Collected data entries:

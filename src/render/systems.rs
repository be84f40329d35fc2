use super::*;
use bevy::input::mouse::{MouseMotion, MouseWheel};
use bevy::prelude::*;
use bevy::window::{CursorLeft, CursorMoved, PrimaryWindow};

use crate::hover::{HoverReporter, TooltipState, pointer_to_ndc, resolve_hover};

/// Spawn one cube per cell, in id order, all unclaimed. `recolor_cells`
/// applies the claims on the first update.
pub fn spawn_cells(
    mut commands: Commands,
    pool: Res<PoolRes>,
    mut meshes: ResMut<Assets<Mesh>>,
    mut materials: ResMut<Assets<StandardMaterial>>,
) {
    let assets = CellAssets::new(&pool.config, &mut meshes, &mut materials);

    let batch: Vec<_> = pool
        .layout
        .iter()
        .map(|(id, pos)| {
            (
                Cell { id },
                Mesh3d(assets.cube.clone()),
                MeshMaterial3d(assets.unclaimed.clone()),
                Transform::from_translation(pos),
            )
        })
        .collect();
    info!(cells = batch.len(), "spawning cells");
    commands.spawn_batch(batch);
    commands.insert_resource(assets);
}

pub fn spawn_tooltip(mut commands: Commands) {
    commands.spawn((
        TooltipNode,
        Text::new(""),
        TextFont {
            font_size: 12.0,
            ..default()
        },
        TextColor(Color::WHITE),
        Node {
            position_type: PositionType::Absolute,
            padding: UiRect::axes(Val::Px(8.0), Val::Px(4.0)),
            ..default()
        },
        BackgroundColor(Color::srgba(0.0, 0.0, 0.0, 0.7)),
        Visibility::Hidden,
    ));
}

/// Re-assign materials whenever the claims snapshot is replaced.
pub fn recolor_cells(
    claims: Res<ClaimsRes>,
    assets: Option<Res<CellAssets>>,
    mut cells: Query<(&Cell, &mut MeshMaterial3d<StandardMaterial>)>,
) {
    let Some(assets) = assets else {
        return;
    };
    if !claims.is_changed() && !assets.is_added() {
        return;
    }

    let mut changed = 0usize;
    for (cell, mut material) in cells.iter_mut() {
        let wanted = assets.material_for(claims.0.lookup(cell.id));
        if material.0 != *wanted {
            material.0 = wanted.clone();
            changed += 1;
        }
    }
    debug!(claims = claims.0.len(), changed, "recolored cells");
}

/// Left-drag rotates, right-drag pans, wheel zooms. Rotation keeps gliding
/// after release until damping stops it.
pub fn orbit_camera(
    mouse: Res<ButtonInput<MouseButton>>,
    mut wheel: MessageReader<MouseWheel>,
    mut motion: MessageReader<MouseMotion>,
    mut cameras: Query<(&mut OrbitView, &mut Transform), With<CubeCamera>>,
) {
    let scroll: f32 = wheel.read().map(|e| e.y).sum();
    let delta: Vec2 = motion.read().map(|e| e.delta).sum();

    for (mut view, mut transform) in cameras.iter_mut() {
        let mut moved = false;

        if mouse.pressed(MouseButton::Left) && delta != Vec2::ZERO {
            view.drag(delta);
        }
        if mouse.pressed(MouseButton::Right) && delta != Vec2::ZERO {
            view.pan(delta);
            moved = true;
        }
        if scroll != 0.0 {
            view.zoom(scroll);
            moved = true;
        }
        moved |= view.step();

        if moved {
            *transform = view.transform();
        }
    }
}

/// Pointer-move handler: pick the cell under the pointer and rebuild the
/// tooltip from scratch.
pub fn update_hover(
    mut moved: MessageReader<CursorMoved>,
    mut left: MessageReader<CursorLeft>,
    windows: Query<&Window, With<PrimaryWindow>>,
    cameras: Query<(&Camera, &GlobalTransform), With<CubeCamera>>,
    pool: Res<PoolRes>,
    claims: Res<ClaimsRes>,
    mut hovered: ResMut<HoveredCell>,
    mut tooltip: ResMut<TooltipRes>,
) {
    let had_move = moved.read().count() > 0;
    let had_leave = left.read().count() > 0;
    if !had_move && !had_leave {
        return;
    }

    let Ok(window) = windows.single() else {
        return;
    };
    let Some(pointer) = window.cursor_position() else {
        hovered.set_if_neq(HoveredCell(None));
        tooltip.set_if_neq(TooltipRes(TooltipState::hidden()));
        return;
    };
    let Ok((camera, cam_transform)) = cameras.single() else {
        return;
    };

    let viewport = Vec2::new(window.width(), window.height());
    let hit = pointer_to_ndc(pointer, viewport).and_then(|ndc| {
        let view = ViewportCamera {
            camera,
            transform: cam_transform,
            viewport,
        };
        resolve_hover(ndc, &view, &pool.spatial)
    });

    let state = HoverReporter::new(&pool.indexer, &claims.0).report(hit, pointer);
    hovered.set_if_neq(HoveredCell(hit));
    tooltip.set_if_neq(TooltipRes(state));
}

/// Copy the tooltip state onto its UI node.
pub fn sync_tooltip(
    tooltip: Res<TooltipRes>,
    mut nodes: Query<(&mut Node, &mut Visibility, &mut Text), With<TooltipNode>>,
) {
    if !tooltip.is_changed() {
        return;
    }
    let state = &tooltip.0;

    for (mut node, mut visibility, mut text) in nodes.iter_mut() {
        if !state.visible {
            *visibility = Visibility::Hidden;
            continue;
        }
        node.left = Val::Px(state.position.x);
        node.top = Val::Px(state.position.y);
        text.0.clone_from(&state.text);
        *visibility = Visibility::Visible;
    }
}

Description of the task: Note down each line above where the word "Query" occurs.

Exercise response:
    mut cells: Query<(&Cell, &mut MeshMaterial3d<StandardMaterial>)>,
    mut cameras: Query<(&mut OrbitView, &mut Transform), With<CubeCamera>>,
    windows: Query<&Window, With<PrimaryWindow>>,
    cameras: Query<(&Camera, &GlobalTransform), With<CubeCamera>>,
    mut nodes: Query<(&mut Node, &mut Visibility, &mut Text), With<TooltipNode>>,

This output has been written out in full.